*** DATASET EXCERPTS ***

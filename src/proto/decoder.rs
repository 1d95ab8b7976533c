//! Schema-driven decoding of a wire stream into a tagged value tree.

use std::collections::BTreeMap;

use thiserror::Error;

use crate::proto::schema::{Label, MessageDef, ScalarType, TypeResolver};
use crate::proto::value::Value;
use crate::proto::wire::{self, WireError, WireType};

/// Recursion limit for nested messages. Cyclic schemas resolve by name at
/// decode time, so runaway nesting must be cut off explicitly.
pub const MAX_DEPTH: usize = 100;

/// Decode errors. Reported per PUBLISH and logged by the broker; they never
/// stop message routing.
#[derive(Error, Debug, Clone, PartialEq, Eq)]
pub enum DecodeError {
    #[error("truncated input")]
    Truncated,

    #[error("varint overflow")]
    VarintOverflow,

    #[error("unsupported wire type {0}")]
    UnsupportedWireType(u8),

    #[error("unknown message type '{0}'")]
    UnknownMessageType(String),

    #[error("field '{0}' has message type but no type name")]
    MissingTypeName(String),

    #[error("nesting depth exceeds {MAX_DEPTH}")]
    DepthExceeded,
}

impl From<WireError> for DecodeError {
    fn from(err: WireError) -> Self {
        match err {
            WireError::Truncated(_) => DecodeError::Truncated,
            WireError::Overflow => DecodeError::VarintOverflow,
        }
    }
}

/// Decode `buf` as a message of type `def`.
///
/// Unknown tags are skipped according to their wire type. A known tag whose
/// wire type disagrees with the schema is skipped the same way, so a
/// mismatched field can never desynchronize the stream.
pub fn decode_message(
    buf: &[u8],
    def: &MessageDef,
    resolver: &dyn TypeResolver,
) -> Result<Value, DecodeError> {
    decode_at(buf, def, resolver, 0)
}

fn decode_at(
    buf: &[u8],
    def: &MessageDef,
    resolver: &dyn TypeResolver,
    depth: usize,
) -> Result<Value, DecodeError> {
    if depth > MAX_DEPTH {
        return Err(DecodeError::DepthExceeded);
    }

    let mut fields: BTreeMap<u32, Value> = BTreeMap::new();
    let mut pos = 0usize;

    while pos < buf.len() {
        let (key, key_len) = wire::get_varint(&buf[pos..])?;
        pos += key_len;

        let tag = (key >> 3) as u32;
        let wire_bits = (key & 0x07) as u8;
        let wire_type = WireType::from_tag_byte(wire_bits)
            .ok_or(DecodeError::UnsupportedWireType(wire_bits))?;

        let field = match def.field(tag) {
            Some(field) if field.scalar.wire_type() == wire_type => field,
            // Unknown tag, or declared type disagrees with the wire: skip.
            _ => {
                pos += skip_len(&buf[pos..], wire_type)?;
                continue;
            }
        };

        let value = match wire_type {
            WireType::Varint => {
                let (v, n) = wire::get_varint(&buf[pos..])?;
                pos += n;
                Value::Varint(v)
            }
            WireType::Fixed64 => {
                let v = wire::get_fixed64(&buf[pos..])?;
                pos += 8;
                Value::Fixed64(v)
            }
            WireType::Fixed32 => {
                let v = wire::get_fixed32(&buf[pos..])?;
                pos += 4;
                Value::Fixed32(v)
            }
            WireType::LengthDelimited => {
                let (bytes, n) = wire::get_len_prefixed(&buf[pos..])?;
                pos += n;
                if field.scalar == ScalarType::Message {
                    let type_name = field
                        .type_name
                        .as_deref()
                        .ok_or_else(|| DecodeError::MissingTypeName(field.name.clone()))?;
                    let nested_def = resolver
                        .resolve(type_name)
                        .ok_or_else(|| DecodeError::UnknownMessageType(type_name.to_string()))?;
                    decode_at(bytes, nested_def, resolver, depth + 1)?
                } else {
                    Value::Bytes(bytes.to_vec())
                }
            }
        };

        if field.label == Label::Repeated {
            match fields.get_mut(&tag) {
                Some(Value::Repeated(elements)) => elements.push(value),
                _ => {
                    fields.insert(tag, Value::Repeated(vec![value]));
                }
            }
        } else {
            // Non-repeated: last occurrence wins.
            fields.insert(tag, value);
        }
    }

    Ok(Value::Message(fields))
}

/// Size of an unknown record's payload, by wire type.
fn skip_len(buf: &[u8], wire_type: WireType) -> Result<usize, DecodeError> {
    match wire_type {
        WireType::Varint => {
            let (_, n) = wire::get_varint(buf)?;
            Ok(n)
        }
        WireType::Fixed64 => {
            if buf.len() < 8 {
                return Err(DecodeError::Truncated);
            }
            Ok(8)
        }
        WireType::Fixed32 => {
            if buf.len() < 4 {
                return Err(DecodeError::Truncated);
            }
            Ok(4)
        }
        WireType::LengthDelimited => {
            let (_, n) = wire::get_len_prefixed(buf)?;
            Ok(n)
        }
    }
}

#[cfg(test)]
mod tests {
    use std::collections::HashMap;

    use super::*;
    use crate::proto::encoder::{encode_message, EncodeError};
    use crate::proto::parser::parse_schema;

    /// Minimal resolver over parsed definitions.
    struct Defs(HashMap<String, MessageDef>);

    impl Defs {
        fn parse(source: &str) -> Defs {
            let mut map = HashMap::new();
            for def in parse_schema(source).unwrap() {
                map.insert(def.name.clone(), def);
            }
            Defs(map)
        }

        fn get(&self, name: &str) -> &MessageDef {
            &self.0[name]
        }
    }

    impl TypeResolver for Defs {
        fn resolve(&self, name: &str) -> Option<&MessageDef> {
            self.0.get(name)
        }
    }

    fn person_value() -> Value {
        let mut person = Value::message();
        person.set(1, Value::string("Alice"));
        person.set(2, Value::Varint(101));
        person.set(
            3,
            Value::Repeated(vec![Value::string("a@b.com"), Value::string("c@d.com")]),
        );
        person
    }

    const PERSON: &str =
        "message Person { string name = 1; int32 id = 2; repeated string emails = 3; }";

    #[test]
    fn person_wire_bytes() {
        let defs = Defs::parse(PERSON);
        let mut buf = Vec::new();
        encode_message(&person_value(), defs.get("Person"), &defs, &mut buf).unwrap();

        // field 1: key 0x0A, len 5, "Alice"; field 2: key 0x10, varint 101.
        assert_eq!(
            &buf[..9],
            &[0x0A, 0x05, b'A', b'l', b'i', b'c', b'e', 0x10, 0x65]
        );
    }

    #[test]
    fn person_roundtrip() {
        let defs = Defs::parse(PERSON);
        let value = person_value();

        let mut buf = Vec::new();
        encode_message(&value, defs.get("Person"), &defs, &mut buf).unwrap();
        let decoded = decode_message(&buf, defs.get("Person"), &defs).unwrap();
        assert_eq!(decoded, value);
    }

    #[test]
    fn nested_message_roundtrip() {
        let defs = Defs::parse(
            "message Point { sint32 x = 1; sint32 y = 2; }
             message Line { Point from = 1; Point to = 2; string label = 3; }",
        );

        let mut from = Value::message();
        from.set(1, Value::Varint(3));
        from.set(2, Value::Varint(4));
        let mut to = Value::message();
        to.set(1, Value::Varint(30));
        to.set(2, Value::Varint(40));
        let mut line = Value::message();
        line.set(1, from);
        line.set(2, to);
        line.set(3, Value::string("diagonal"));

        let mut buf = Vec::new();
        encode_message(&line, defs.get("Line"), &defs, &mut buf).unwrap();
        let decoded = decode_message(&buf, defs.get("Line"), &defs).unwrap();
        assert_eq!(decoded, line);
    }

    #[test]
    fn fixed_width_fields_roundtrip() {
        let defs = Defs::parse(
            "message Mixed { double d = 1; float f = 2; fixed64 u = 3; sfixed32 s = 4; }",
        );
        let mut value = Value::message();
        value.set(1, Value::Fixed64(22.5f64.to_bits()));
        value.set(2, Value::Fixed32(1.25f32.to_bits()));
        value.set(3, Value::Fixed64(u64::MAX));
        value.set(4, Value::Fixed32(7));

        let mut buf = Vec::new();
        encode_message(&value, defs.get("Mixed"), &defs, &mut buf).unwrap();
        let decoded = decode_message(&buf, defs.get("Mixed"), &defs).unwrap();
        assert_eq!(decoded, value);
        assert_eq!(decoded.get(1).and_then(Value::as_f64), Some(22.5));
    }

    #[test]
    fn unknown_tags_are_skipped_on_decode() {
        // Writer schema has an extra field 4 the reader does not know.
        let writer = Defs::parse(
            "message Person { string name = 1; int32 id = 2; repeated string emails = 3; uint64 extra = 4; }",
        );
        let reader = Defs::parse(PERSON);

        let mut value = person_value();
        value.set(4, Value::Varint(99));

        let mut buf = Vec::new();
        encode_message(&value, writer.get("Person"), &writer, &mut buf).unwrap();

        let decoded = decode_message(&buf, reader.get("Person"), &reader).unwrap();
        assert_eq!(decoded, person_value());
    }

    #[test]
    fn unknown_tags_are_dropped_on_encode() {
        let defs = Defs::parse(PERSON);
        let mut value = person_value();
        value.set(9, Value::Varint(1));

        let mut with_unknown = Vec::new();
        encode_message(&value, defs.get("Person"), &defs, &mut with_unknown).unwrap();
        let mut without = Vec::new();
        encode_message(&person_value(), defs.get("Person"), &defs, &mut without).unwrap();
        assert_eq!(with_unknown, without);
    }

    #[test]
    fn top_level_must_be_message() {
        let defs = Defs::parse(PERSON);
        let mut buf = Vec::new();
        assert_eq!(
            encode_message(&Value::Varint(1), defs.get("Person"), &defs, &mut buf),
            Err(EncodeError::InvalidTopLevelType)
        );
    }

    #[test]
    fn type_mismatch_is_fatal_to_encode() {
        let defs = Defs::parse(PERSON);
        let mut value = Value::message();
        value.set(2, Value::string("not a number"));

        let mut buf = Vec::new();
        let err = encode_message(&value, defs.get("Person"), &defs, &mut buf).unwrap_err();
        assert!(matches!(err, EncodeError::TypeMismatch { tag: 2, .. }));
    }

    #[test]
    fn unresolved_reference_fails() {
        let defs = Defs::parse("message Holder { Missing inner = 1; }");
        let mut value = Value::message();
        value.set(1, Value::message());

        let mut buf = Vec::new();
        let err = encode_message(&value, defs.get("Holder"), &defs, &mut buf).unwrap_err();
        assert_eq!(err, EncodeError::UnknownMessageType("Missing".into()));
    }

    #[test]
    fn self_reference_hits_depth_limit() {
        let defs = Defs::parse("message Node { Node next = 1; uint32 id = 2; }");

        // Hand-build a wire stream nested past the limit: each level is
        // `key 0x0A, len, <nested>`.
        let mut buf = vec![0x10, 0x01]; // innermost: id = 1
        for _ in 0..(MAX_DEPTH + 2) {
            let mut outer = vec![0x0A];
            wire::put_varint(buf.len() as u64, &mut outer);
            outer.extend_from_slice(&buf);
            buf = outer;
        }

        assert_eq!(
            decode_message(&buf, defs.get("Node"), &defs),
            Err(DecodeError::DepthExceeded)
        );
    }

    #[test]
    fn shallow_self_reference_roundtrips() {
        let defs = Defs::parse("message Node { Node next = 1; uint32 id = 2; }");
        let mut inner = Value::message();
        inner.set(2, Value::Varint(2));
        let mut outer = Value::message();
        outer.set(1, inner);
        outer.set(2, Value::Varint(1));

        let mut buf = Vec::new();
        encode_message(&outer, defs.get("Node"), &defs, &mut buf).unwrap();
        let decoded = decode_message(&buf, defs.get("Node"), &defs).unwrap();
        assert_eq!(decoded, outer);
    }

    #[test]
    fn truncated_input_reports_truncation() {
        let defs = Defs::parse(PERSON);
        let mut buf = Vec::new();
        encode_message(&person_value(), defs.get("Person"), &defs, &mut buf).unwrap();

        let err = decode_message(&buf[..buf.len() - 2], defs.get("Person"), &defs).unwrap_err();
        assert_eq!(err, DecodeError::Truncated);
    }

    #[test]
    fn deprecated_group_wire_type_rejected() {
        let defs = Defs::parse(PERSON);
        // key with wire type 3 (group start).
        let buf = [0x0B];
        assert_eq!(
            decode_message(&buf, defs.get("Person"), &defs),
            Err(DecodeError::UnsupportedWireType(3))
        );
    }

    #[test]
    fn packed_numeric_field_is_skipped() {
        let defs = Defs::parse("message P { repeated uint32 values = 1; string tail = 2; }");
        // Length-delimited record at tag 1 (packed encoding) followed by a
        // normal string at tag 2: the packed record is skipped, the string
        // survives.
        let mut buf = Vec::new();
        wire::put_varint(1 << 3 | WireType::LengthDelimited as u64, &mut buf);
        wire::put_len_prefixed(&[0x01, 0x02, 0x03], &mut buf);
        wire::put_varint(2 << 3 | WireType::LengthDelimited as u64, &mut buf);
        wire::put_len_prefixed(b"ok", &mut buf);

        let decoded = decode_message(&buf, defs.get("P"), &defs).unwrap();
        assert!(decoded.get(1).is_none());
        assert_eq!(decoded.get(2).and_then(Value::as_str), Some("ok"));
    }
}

*** End of DATASET EXCERPTS ***

**EXERCISE BRIEF**
Return every line from the entries that holds the string "Node".

**THE COMPLETED TASK**
        let defs = Defs::parse("message Node { Node next = 1; uint32 id = 2; }");
            decode_message(&buf, defs.get("Node"), &defs),
        let defs = Defs::parse("message Node { Node next = 1; uint32 id = 2; }");
        encode_message(&outer, defs.get("Node"), &defs, &mut buf).unwrap();
        let decoded = decode_message(&buf, defs.get("Node"), &defs).unwrap();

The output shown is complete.